Au soutien de sa demande d’annulation ou de résolution du contrat de crédit, Madame [W] [S] fait valoir qu’il s’agit d’un crédit affecté, que ce contrat est donc accessoire au bon de commande du 11 janvier 2023, de sorte que l’annulation ou la résolution du contrat principal entraine l’annulation du second.

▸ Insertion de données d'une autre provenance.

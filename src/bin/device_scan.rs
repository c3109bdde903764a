//! device_scan - run the detection screen against a frame source and log
//! overlay changes.

use anyhow::{anyhow, Result};
use clap::Parser;
use crossbeam_channel::RecvTimeoutError;
use std::path::PathBuf;
use std::sync::Arc;
use std::time::{Duration, Instant};

use device_detector::api::FileCredentialStore;
use device_detector::auth::AuthService;
use device_detector::catalog::DeviceCatalog;
use device_detector::{
    ApiGateway, BackendRegistry, DetectionScreen, DeviceCategory, OverlayChange, ScannerConfig,
    ScreenEvent, ScreenState, SelectionHandler, SelectionOutcome, Session,
};

const POLL_INTERVAL: Duration = Duration::from_millis(50);
/// How long to wait after stopping for a lookup still in flight.
const SELECTION_GRACE: Duration = Duration::from_secs(20);

#[derive(Parser, Debug)]
#[command(author, version, about = "Scan a camera feed for household devices")]
struct Args {
    /// Config file (JSON, or TOML with a .toml extension).
    #[arg(long, env = "DEVICE_SCAN_CONFIG")]
    config: Option<PathBuf>,
    /// Run time in seconds; 0 runs until Ctrl-C.
    #[arg(long, default_value_t = 10)]
    seconds: u64,
    /// Frame source URL (overrides config).
    #[arg(long)]
    source: Option<String>,
    /// Detector backend name (overrides config).
    #[arg(long)]
    backend: Option<String>,
    /// Detector script for the scripted backend (overrides config).
    #[arg(long)]
    script: Option<PathBuf>,
    /// Select the overlay with this label once it appears and look it up.
    #[arg(long, value_name = "LABEL")]
    tap: Option<String>,
    /// Skip the catalog backend entirely.
    #[arg(long)]
    offline: bool,
}

fn main() -> Result<()> {
    env_logger::Builder::from_env(env_logger::Env::default().default_filter_or("info")).init();
    let args = Args::parse();

    let mut cfg = ScannerConfig::load_from(args.config.as_deref())?;
    if let Some(source) = args.source {
        cfg.source.url = source;
    }
    if let Some(backend) = args.backend {
        cfg.detector.backend = backend;
    }
    if let Some(script) = args.script {
        cfg.detector.script_path = Some(script);
    }

    let mut screen = DetectionScreen::new(cfg.screen_config())?;
    if !args.offline {
        let store = Arc::new(FileCredentialStore::new(&cfg.credentials_path));
        let gateway = ApiGateway::new(&cfg.server_url, Session::shared(store))?;
        match AuthService::new(gateway.clone(), cfg.device_token.clone()).restore() {
            Ok(Some(step)) => log::info!("signed in (onboarding: {:?})", step),
            Ok(None) => log::info!("not signed in; catalog lookups may be rejected"),
            Err(err) => log::warn!("could not restore session: {:#}", err),
        }
        let catalog = DeviceCatalog::new(gateway);
        screen = screen.with_selection(SelectionHandler::new(Arc::new(catalog)));
    }

    let tap_target = match args.tap.as_deref() {
        Some(label) => Some(
            DeviceCategory::ALL
                .into_iter()
                .find(|category| category.display_label().eq_ignore_ascii_case(label))
                .ok_or_else(|| anyhow!("'{}' is not a recognized device label", label))?,
        ),
        None => None,
    };

    let registry = BackendRegistry::builtin(&cfg.detector, cfg.source.width, cfg.source.height);
    log::info!(
        "device_scan: source {} backend {} (available: {})",
        cfg.source.url,
        cfg.detector.backend,
        registry.list().join(", ")
    );
    screen.launch(cfg.source_config(), &registry, &cfg.detector.backend)?;
    if let ScreenState::Disabled(message) = screen.state() {
        return Err(anyhow!("{}", message));
    }

    let (tx, rx) = crossbeam_channel::bounded(1);
    ctrlc::set_handler(move || {
        let _ = tx.try_send(());
    })
    .map_err(|err| anyhow!("error setting Ctrl-C handler: {}", err))?;

    let deadline = (args.seconds > 0).then(|| Instant::now() + Duration::from_secs(args.seconds));
    let mut tap_pending = tap_target;
    let mut awaiting_selection = false;
    let mut interrupted = false;
    loop {
        match rx.recv_timeout(POLL_INTERVAL) {
            Ok(()) | Err(RecvTimeoutError::Disconnected) => {
                log::info!("shutdown signal received");
                interrupted = true;
                break;
            }
            Err(RecvTimeoutError::Timeout) => {}
        }

        for event in screen.poll() {
            awaiting_selection &= !matches!(event, ScreenEvent::Selection(_));
            report(&event);
        }

        if let Some(category) = tap_pending {
            if screen.overlays().get(category).is_some() {
                if let Some(label) = screen.select(category)? {
                    log::info!("tapped '{}'", label);
                    awaiting_selection = !args.offline;
                }
                tap_pending = None;
            }
        }

        if deadline.is_some_and(|deadline| Instant::now() >= deadline) {
            break;
        }
    }

    for event in screen.stop()? {
        report(&event);
    }

    // Selection outcomes still arrive after the workers stop.
    let grace = Instant::now() + SELECTION_GRACE;
    while awaiting_selection && !interrupted && Instant::now() < grace {
        if rx.recv_timeout(POLL_INTERVAL).is_ok() {
            break;
        }
        for event in screen.poll() {
            awaiting_selection &= !matches!(event, ScreenEvent::Selection(_));
            report(&event);
        }
    }
    if awaiting_selection {
        log::warn!("exiting before the catalog lookup finished");
    }
    let stats = screen.stats();
    log::info!(
        "device_scan finished: {} frames captured, {} dropped, {} passes ({} failed, {} discarded)",
        stats.frames_captured,
        stats.frames_dropped,
        stats.passes_completed,
        stats.passes_failed,
        stats.passes_discarded
    );
    Ok(())
}

fn report(event: &ScreenEvent) {
    match event {
        ScreenEvent::Overlay(OverlayChange::Created(overlay)) => log::info!(
            "+ {} at ({:.0}, {:.0}) {:.0}x{:.0}",
            overlay.label,
            overlay.rect.x,
            overlay.rect.y,
            overlay.rect.width,
            overlay.rect.height
        ),
        ScreenEvent::Overlay(OverlayChange::Updated { category, rect }) => log::debug!(
            "~ {} at ({:.0}, {:.0}) {:.0}x{:.0}",
            category.display_label(),
            rect.x,
            rect.y,
            rect.width,
            rect.height
        ),
        ScreenEvent::Overlay(OverlayChange::Removed { label, .. }) => log::info!("- {}", label),
        ScreenEvent::Selection(SelectionOutcome::Found { label, device }) => log::info!(
            "{}: {} ({}) in {} ({})",
            label,
            device.name,
            device.kind,
            device.location,
            device.specifications
        ),
        ScreenEvent::Selection(SelectionOutcome::NotFound { label }) => {
            log::info!("{}: no catalog record", label)
        }
        ScreenEvent::Selection(SelectionOutcome::Failed { label, message }) => {
            log::warn!("{}: lookup failed: {}", label, message)
        }
    }
}
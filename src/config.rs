use anyhow::{anyhow, Result};
use serde::Deserialize;
use std::path::{Path, PathBuf};

use crate::geometry::ViewSize;
use crate::ingest::SourceConfig;
use crate::screen::ScreenConfig;
use crate::smoother::DEFAULT_SMOOTHING_FACTOR;

const DEFAULT_SERVER_URL: &str = "http://127.0.0.1:3001";
const DEFAULT_CREDENTIALS_PATH: &str = "device-scan.credentials";
const DEFAULT_SOURCE_URL: &str = "stub://camera";
const DEFAULT_SOURCE_FPS: u32 = 10;
const DEFAULT_SOURCE_WIDTH: u32 = 640;
const DEFAULT_SOURCE_HEIGHT: u32 = 480;
const DEFAULT_BACKEND: &str = "scripted";
const DEFAULT_VIEW_WIDTH: f32 = 390.0;
const DEFAULT_VIEW_HEIGHT: f32 = 844.0;

#[derive(Debug, Deserialize, Default)]
struct ScannerConfigFile {
    server_url: Option<String>,
    credentials_path: Option<PathBuf>,
    device_token: Option<String>,
    source: Option<SourceConfigFile>,
    detector: Option<DetectorConfigFile>,
    overlay: Option<OverlayConfigFile>,
}

#[derive(Debug, Deserialize, Default)]
struct SourceConfigFile {
    url: Option<String>,
    target_fps: Option<u32>,
    width: Option<u32>,
    height: Option<u32>,
}

#[derive(Debug, Deserialize, Default)]
struct DetectorConfigFile {
    backend: Option<String>,
    model_path: Option<PathBuf>,
    script_path: Option<PathBuf>,
    min_confidence: Option<f32>,
}

#[derive(Debug, Deserialize, Default)]
struct OverlayConfigFile {
    smoothing_factor: Option<f32>,
    view_width: Option<f32>,
    view_height: Option<f32>,
}

#[derive(Debug, Clone)]
pub struct ScannerConfig {
    pub server_url: String,
    pub credentials_path: PathBuf,
    /// Push-delivery token sent with the phone sign-in step.
    pub device_token: String,
    pub source: SourceSettings,
    pub detector: DetectorSettings,
    pub overlay: OverlaySettings,
}

#[derive(Debug, Clone)]
pub struct SourceSettings {
    pub url: String,
    pub target_fps: u32,
    pub width: u32,
    pub height: u32,
}

#[derive(Debug, Clone)]
pub struct DetectorSettings {
    pub backend: String,
    pub model_path: Option<PathBuf>,
    pub script_path: Option<PathBuf>,
    /// Minimum label confidence. `None` keeps the backend's own threshold.
    pub min_confidence: Option<f32>,
}

#[derive(Debug, Clone)]
pub struct OverlaySettings {
    pub smoothing_factor: f32,
    pub view: ViewSize,
}

impl ScannerConfig {
    /// Load from `DEVICE_SCAN_CONFIG` (if set), then environment overrides.
    pub fn load() -> Result<Self> {
        let config_path = std::env::var("DEVICE_SCAN_CONFIG").ok();
        Self::load_from(config_path.as_deref().map(Path::new))
    }

    pub fn load_from(path: Option<&Path>) -> Result<Self> {
        let file_cfg = match path {
            Some(path) => Some(read_config_file(path)?),
            None => None,
        };
        let mut cfg = Self::from_file(file_cfg.unwrap_or_default());
        cfg.apply_env()?;
        cfg.validate()?;
        Ok(cfg)
    }

    fn from_file(file: ScannerConfigFile) -> Self {
        let source = file.source.unwrap_or_default();
        let detector = file.detector.unwrap_or_default();
        let overlay = file.overlay.unwrap_or_default();
        Self {
            server_url: file
                .server_url
                .unwrap_or_else(|| DEFAULT_SERVER_URL.to_string()),
            credentials_path: file
                .credentials_path
                .unwrap_or_else(|| PathBuf::from(DEFAULT_CREDENTIALS_PATH)),
            device_token: file.device_token.unwrap_or_default(),
            source: SourceSettings {
                url: source.url.unwrap_or_else(|| DEFAULT_SOURCE_URL.to_string()),
                target_fps: source.target_fps.unwrap_or(DEFAULT_SOURCE_FPS),
                width: source.width.unwrap_or(DEFAULT_SOURCE_WIDTH),
                height: source.height.unwrap_or(DEFAULT_SOURCE_HEIGHT),
            },
            detector: DetectorSettings {
                backend: detector
                    .backend
                    .unwrap_or_else(|| DEFAULT_BACKEND.to_string()),
                model_path: detector.model_path,
                script_path: detector.script_path,
                min_confidence: detector.min_confidence,
            },
            overlay: OverlaySettings {
                smoothing_factor: overlay.smoothing_factor.unwrap_or(DEFAULT_SMOOTHING_FACTOR),
                view: ViewSize::new(
                    overlay.view_width.unwrap_or(DEFAULT_VIEW_WIDTH),
                    overlay.view_height.unwrap_or(DEFAULT_VIEW_HEIGHT),
                ),
            },
        }
    }

    fn apply_env(&mut self) -> Result<()> {
        if let Some(url) = non_empty_env("DEVICE_SCAN_SERVER_URL") {
            self.server_url = url;
        }
        if let Some(path) = non_empty_env("DEVICE_SCAN_CREDENTIALS") {
            self.credentials_path = PathBuf::from(path);
        }
        if let Some(url) = non_empty_env("DEVICE_SCAN_SOURCE") {
            self.source.url = url;
        }
        if let Some(backend) = non_empty_env("DEVICE_SCAN_BACKEND") {
            self.detector.backend = backend;
        }
        if let Some(model) = non_empty_env("DEVICE_SCAN_MODEL") {
            self.detector.model_path = Some(PathBuf::from(model));
        }
        if let Some(script) = non_empty_env("DEVICE_SCAN_SCRIPT") {
            self.detector.script_path = Some(PathBuf::from(script));
        }
        if let Some(fps) = non_empty_env("DEVICE_SCAN_FPS") {
            self.source.target_fps = fps
                .parse()
                .map_err(|_| anyhow!("DEVICE_SCAN_FPS must be a positive integer"))?;
        }
        if let Some(alpha) = non_empty_env("DEVICE_SCAN_SMOOTHING") {
            self.overlay.smoothing_factor = alpha
                .parse()
                .map_err(|_| anyhow!("DEVICE_SCAN_SMOOTHING must be a number in [0, 1]"))?;
        }
        Ok(())
    }

    fn validate(&mut self) -> Result<()> {
        let url = url::Url::parse(&self.server_url)
            .map_err(|e| anyhow!("invalid server_url '{}': {}", self.server_url, e))?;
        if !matches!(url.scheme(), "http" | "https") {
            return Err(anyhow!("server_url must use http or https"));
        }
        self.server_url = self.server_url.trim_end_matches('/').to_string();

        if self.source.target_fps == 0 {
            return Err(anyhow!("source target_fps must be at least 1"));
        }
        if self.source.width == 0 || self.source.height == 0 {
            return Err(anyhow!("source frame size must be non-zero"));
        }
        if !(0.0..=1.0).contains(&self.overlay.smoothing_factor) {
            return Err(anyhow!("smoothing_factor must be within [0, 1]"));
        }
        if let Some(min) = self.detector.min_confidence.filter(|v| !(0.0..=1.0).contains(v)) {
            return Err(anyhow!("min_confidence {} must be within [0, 1]", min));
        }
        if self.overlay.view.is_empty() {
            return Err(anyhow!("overlay view size must be non-zero"));
        }
        self.detector.backend = self.detector.backend.trim().to_lowercase();
        Ok(())
    }

    pub fn source_config(&self) -> SourceConfig {
        SourceConfig {
            url: self.source.url.clone(),
            width: self.source.width,
            height: self.source.height,
        }
    }

    pub fn screen_config(&self) -> ScreenConfig {
        ScreenConfig {
            target_fps: self.source.target_fps,
            view: self.overlay.view,
            smoothing_factor: self.overlay.smoothing_factor,
            min_confidence: self.detector.min_confidence.unwrap_or(0.0),
        }
    }
}

fn non_empty_env(key: &str) -> Option<String> {
    std::env::var(key)
        .ok()
        .filter(|value| !value.trim().is_empty())
}

fn read_config_file(path: &Path) -> Result<ScannerConfigFile> {
    let raw = std::fs::read_to_string(path)
        .map_err(|e| anyhow!("failed to read config file {}: {}", path.display(), e))?;
    let is_toml = path
        .extension()
        .and_then(|ext| ext.to_str())
        .map(|ext| ext.eq_ignore_ascii_case("toml"))
        .unwrap_or(false);
    let cfg = if is_toml {
        toml::from_str(&raw)
            .map_err(|e| anyhow!("invalid config file {}: {}", path.display(), e))?
    } else {
        serde_json::from_str(&raw)
            .map_err(|e| anyhow!("invalid config file {}: {}", path.display(), e))?
    };
    Ok(cfg)
}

Madame [W] [S] soutient en outre que le prêteur est tenu de vérifier la régularité du contrat principal avant tout déblocage des fonds. Elle fait valoir que SA ARKEA FINANCEMENTS & SERVICES a donc manqué à son obligation de vérification de l’exécution de la prestation de service en ne vérifiant pas si le premier bon de commande pour un montant de 8.500 euros, était encore valable alors qu’il avait été annulé et remplacé par un second bon de commande pour un montant de 6.700 euros. Par ailleurs, soutient que la SA ARKEA FINANCEMENTS & SERVICES aurait dû, avant tout déblocage des fonds, s’assurer que le vendeur avait exécuté ses obligations. Madame [W] [S] soutient que ces manquements lui ont causé un préjudice financier, puisque celle-ci est inscrite au FICP pour une durée de 5 ans en raison des impayés ce qui l’empêche d’obtenir d’autres financements. Elle soutient en outre que les relances du service recouvrement de la SA ARKEA FINANCEMENTS & SERVICES et la visite du commissaire de justice, pour payer un crédit qu’elle n’a pas sollicité et dont elle n’a jamais perçu les fonds, lui ont causé de nombreux tracas et sollicite l’indemnisation de son préjudice moral.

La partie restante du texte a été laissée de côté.